- [ASSIGNMENT]: In the data that follows, determine how many lines contain the word "false", and give only that number.

- [TASK INPUTS]:
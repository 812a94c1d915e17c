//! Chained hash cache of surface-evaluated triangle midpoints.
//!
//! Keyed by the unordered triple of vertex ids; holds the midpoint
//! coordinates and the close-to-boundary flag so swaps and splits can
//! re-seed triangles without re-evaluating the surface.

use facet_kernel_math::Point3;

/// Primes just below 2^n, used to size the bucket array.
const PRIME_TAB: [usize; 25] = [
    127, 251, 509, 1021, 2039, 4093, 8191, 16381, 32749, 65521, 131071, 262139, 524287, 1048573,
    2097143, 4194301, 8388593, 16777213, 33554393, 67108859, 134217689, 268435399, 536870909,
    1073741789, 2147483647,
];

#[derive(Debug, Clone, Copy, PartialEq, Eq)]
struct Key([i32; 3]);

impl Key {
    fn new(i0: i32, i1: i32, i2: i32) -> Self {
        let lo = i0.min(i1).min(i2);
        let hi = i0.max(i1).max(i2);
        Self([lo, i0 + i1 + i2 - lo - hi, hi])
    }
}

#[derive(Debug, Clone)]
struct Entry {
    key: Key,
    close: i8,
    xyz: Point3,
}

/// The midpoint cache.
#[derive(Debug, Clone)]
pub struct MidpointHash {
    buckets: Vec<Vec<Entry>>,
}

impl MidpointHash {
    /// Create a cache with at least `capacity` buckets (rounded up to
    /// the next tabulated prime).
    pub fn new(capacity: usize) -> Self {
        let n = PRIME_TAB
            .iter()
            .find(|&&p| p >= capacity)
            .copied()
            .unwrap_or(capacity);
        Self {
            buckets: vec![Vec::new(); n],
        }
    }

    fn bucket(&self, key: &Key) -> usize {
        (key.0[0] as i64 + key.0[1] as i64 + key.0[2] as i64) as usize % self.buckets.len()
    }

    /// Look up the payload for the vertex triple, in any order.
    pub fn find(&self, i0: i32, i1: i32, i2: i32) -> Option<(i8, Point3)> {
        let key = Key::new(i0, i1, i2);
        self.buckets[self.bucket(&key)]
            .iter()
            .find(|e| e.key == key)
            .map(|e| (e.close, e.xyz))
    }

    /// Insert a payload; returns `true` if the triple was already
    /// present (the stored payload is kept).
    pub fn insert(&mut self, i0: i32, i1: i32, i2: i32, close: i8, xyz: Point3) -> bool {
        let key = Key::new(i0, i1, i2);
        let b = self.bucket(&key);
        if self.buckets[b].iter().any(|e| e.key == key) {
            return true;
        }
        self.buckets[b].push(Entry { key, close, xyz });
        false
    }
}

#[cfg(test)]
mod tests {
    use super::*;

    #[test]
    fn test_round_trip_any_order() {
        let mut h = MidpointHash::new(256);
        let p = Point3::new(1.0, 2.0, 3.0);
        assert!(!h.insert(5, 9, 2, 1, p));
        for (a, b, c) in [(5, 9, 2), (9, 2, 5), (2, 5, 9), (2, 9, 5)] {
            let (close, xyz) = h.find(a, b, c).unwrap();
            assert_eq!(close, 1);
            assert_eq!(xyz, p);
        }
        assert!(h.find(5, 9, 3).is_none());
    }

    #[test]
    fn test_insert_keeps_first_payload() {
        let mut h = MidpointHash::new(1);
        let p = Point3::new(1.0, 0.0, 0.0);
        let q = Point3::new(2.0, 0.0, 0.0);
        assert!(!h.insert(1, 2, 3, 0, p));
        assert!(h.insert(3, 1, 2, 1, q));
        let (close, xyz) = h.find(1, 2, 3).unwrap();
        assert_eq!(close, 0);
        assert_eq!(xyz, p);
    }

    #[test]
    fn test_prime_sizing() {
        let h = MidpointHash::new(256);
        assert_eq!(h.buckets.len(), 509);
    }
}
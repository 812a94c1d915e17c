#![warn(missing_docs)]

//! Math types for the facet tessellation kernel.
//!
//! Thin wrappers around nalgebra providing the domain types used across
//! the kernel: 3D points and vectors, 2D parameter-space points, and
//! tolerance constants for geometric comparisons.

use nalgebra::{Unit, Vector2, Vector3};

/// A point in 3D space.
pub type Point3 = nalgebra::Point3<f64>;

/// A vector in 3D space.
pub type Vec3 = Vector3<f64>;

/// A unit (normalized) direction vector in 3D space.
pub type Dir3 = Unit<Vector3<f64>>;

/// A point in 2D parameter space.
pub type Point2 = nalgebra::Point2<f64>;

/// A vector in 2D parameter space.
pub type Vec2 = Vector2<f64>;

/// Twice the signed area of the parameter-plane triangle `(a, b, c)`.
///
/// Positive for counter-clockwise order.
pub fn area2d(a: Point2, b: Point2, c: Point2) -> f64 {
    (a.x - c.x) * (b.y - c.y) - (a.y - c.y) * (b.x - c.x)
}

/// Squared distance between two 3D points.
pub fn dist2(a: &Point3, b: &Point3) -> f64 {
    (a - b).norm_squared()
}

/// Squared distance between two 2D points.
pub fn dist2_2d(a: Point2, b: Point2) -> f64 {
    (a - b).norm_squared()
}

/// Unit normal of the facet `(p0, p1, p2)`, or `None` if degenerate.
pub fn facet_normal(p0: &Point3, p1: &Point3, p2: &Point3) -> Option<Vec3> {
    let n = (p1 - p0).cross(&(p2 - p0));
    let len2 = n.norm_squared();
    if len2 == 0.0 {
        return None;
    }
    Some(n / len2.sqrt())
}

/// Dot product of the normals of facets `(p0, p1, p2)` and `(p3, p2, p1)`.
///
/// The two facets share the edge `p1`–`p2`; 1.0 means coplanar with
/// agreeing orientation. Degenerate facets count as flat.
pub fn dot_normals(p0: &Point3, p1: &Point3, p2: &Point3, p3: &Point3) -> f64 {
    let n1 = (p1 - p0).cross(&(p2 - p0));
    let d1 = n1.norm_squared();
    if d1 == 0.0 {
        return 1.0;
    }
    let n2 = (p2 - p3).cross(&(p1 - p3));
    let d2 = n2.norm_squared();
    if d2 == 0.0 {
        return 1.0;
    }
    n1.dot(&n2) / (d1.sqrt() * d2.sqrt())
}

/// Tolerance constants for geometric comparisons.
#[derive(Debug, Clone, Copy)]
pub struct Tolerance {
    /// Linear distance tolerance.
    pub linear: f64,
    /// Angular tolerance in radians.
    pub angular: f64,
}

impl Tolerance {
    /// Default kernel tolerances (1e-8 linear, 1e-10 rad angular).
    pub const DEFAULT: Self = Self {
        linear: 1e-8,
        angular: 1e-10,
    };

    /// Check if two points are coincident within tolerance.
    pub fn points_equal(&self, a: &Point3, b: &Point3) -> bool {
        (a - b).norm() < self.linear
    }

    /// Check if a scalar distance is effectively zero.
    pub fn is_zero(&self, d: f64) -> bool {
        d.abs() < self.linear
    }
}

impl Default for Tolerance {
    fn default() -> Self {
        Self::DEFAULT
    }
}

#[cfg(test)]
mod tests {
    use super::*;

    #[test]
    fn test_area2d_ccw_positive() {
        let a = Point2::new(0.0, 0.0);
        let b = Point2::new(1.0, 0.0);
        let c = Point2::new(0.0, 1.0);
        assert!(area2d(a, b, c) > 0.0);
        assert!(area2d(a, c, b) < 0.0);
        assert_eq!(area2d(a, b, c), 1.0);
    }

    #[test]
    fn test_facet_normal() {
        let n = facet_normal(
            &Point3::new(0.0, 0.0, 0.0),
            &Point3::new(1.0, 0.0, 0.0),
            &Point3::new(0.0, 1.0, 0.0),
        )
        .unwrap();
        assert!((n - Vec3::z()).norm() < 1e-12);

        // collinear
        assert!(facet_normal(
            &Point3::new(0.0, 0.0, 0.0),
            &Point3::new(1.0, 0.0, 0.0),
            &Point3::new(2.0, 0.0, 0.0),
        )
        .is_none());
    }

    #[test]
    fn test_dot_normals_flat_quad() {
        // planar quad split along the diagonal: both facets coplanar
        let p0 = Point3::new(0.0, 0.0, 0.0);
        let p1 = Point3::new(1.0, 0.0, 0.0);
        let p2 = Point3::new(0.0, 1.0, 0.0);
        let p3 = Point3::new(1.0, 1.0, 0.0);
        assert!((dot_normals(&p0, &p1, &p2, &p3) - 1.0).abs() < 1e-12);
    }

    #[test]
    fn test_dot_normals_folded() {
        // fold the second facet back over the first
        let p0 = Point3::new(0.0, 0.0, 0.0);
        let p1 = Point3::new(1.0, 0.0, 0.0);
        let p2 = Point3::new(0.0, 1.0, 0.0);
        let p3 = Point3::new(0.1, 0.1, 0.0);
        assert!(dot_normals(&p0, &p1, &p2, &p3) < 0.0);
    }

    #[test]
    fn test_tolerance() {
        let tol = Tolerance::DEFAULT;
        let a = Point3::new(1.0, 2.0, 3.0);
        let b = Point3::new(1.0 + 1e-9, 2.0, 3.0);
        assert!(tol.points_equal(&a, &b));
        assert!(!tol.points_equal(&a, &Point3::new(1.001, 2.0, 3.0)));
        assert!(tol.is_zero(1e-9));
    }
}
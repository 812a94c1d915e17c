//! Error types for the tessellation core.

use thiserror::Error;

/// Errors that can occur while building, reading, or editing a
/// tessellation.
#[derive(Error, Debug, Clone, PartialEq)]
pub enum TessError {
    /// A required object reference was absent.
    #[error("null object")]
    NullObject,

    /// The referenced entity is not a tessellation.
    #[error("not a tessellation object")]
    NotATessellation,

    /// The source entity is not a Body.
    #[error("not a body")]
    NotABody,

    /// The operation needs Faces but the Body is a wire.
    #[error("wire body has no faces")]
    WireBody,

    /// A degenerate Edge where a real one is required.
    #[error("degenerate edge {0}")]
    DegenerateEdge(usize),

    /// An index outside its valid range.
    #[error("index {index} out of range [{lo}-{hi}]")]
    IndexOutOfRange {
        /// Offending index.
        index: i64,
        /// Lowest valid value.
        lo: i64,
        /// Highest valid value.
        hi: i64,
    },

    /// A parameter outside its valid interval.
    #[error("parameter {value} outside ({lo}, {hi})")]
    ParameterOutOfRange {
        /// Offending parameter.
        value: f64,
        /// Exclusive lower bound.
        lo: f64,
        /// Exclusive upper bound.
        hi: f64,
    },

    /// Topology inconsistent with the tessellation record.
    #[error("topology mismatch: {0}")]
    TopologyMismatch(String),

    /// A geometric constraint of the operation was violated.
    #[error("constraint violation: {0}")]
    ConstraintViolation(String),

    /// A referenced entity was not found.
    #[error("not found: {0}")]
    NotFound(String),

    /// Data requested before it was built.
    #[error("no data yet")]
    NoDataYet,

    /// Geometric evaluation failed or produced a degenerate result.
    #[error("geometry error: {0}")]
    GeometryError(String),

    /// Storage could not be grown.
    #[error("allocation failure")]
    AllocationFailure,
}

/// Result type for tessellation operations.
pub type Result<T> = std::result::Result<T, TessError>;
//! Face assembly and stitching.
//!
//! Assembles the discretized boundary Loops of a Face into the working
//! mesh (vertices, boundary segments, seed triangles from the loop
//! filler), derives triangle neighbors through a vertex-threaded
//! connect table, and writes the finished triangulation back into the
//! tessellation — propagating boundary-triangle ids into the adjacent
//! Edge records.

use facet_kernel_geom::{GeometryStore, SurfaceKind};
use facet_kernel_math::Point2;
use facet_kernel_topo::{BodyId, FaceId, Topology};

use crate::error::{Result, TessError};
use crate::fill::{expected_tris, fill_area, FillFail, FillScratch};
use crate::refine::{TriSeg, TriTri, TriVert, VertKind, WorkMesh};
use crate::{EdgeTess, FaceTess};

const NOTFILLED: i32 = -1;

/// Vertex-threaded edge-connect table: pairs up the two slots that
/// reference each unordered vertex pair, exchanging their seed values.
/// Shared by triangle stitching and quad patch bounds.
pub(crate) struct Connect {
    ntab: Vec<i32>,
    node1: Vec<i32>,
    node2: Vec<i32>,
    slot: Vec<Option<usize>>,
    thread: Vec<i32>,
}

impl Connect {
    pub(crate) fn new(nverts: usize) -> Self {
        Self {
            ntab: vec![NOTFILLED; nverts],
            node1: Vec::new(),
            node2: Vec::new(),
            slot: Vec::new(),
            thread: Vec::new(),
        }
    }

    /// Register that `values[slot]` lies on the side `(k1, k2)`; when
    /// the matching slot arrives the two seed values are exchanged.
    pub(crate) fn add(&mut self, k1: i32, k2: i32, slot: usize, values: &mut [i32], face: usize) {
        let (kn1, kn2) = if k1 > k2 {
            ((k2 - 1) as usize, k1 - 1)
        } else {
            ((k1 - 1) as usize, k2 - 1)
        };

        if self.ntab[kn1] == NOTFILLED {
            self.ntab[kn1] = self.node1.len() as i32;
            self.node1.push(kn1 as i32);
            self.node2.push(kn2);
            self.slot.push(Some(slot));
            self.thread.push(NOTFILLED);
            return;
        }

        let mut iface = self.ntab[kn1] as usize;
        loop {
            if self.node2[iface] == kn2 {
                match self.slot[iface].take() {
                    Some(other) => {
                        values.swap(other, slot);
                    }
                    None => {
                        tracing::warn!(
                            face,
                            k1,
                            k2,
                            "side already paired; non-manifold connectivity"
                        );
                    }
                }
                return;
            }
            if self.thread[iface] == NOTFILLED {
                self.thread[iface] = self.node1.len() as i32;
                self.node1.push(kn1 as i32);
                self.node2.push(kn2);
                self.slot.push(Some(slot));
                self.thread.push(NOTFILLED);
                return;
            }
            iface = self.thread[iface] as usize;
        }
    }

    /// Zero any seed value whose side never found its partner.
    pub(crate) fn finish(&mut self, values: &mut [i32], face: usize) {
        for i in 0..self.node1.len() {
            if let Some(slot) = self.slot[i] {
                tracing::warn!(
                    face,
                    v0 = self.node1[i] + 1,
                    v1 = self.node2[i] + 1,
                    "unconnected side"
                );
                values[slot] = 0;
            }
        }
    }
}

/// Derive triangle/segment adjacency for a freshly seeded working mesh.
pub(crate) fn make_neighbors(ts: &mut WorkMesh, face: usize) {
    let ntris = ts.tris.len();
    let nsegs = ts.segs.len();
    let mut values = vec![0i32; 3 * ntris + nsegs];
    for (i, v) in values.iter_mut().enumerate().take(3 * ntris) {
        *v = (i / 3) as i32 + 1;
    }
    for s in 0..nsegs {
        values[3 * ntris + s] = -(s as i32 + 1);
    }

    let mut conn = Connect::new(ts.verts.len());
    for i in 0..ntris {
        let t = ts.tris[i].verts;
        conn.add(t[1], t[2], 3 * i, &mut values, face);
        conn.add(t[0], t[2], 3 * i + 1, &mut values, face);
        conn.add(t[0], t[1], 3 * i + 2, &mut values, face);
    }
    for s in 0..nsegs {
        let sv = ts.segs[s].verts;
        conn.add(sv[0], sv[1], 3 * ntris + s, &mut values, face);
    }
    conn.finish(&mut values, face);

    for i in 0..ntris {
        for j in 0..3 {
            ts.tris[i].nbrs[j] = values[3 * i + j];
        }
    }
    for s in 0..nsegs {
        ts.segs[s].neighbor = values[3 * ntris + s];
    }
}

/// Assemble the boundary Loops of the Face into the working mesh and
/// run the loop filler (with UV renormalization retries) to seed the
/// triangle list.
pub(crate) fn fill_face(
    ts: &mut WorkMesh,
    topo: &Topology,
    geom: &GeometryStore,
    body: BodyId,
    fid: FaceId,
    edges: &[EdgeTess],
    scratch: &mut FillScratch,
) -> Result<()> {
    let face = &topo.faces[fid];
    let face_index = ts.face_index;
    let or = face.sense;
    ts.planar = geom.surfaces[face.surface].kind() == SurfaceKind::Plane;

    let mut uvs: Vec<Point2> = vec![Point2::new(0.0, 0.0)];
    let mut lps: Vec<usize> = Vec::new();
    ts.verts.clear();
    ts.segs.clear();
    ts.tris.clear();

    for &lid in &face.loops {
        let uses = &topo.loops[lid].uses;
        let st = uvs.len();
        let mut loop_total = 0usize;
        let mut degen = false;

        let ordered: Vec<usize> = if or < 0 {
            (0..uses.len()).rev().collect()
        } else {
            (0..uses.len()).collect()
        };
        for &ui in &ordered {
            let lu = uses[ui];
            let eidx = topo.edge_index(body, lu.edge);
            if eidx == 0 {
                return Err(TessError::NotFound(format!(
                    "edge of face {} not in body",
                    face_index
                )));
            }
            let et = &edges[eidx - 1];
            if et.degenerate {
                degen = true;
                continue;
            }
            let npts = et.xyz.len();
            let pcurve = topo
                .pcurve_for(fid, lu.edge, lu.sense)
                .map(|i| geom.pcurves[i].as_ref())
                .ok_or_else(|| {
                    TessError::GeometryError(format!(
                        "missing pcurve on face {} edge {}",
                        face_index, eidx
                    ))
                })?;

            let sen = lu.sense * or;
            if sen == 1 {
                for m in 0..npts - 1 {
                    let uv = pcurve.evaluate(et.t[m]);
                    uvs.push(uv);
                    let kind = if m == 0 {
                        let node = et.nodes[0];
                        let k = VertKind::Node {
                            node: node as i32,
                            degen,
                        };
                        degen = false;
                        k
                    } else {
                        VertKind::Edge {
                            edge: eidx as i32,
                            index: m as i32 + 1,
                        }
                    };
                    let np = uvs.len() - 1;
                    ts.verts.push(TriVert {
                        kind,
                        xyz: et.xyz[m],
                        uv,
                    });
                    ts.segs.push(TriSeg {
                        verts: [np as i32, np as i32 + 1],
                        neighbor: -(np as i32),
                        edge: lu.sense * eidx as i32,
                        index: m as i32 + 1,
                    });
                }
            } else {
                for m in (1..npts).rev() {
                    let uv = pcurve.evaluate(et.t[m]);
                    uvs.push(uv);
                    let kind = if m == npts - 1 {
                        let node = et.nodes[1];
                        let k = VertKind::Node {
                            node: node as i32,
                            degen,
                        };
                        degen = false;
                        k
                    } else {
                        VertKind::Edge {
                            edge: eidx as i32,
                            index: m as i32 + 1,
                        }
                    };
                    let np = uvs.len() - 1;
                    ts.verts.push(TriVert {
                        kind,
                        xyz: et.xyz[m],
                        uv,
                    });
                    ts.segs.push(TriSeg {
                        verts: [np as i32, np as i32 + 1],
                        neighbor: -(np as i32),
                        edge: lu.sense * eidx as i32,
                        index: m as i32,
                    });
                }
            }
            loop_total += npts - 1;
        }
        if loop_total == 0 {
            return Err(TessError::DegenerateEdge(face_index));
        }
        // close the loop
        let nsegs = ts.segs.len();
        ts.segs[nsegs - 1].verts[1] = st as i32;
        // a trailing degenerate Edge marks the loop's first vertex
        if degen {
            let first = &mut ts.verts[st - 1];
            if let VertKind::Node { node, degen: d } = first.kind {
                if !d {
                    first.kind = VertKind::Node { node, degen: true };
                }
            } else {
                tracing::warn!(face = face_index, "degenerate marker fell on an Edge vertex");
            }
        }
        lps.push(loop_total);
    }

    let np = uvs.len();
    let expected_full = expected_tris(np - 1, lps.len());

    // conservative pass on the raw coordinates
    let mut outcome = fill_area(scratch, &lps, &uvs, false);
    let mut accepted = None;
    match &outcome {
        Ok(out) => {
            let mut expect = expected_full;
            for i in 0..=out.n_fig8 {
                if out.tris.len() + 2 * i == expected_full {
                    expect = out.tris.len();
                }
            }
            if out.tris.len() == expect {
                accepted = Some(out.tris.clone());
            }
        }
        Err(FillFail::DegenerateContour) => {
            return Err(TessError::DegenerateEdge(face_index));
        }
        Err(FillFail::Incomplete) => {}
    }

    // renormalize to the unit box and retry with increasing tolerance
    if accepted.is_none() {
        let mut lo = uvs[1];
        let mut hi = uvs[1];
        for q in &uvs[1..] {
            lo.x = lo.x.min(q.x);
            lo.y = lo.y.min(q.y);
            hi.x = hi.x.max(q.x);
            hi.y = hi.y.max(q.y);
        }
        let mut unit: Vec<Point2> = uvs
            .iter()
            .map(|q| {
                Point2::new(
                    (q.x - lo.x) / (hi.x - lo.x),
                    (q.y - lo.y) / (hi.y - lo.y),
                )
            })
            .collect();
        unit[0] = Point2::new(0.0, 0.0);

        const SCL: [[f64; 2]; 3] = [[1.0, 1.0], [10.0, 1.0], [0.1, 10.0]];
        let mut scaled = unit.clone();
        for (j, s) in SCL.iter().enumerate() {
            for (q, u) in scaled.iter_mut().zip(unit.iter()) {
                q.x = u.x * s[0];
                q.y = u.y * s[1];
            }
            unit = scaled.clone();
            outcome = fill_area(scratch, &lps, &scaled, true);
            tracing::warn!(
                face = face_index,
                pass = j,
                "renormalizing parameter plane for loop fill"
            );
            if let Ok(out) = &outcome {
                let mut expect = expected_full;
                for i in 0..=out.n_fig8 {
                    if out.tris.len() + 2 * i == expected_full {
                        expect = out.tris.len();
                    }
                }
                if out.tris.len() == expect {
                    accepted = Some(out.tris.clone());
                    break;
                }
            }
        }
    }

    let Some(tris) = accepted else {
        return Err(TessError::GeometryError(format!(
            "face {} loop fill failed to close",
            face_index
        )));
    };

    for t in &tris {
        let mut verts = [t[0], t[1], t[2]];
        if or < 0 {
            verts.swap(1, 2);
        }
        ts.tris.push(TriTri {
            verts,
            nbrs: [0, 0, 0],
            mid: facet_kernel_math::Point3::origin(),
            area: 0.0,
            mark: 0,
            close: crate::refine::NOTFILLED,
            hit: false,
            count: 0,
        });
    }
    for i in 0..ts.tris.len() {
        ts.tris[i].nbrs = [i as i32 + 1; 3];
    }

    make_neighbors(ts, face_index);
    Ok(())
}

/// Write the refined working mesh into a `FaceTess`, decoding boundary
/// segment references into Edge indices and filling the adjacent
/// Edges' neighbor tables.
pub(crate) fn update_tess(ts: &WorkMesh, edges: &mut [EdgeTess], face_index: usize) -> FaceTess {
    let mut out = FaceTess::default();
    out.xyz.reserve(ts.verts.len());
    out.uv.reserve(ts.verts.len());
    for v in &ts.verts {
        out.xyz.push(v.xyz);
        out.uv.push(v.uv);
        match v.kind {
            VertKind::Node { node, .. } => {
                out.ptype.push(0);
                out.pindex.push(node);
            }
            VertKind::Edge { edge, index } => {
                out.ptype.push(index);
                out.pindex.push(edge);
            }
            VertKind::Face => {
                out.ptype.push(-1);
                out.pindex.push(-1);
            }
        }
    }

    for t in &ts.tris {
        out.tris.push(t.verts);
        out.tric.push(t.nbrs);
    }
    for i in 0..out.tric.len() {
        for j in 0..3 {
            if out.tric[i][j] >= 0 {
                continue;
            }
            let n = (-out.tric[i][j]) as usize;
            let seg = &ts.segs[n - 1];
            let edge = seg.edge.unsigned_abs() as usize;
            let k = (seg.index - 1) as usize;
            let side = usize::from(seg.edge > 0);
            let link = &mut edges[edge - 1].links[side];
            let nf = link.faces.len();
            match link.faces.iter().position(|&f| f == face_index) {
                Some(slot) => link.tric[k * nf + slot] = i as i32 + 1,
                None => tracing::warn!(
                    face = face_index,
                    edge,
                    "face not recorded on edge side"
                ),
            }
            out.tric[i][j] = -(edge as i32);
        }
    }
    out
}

- [RESULT OF THE EXERCISE]: 6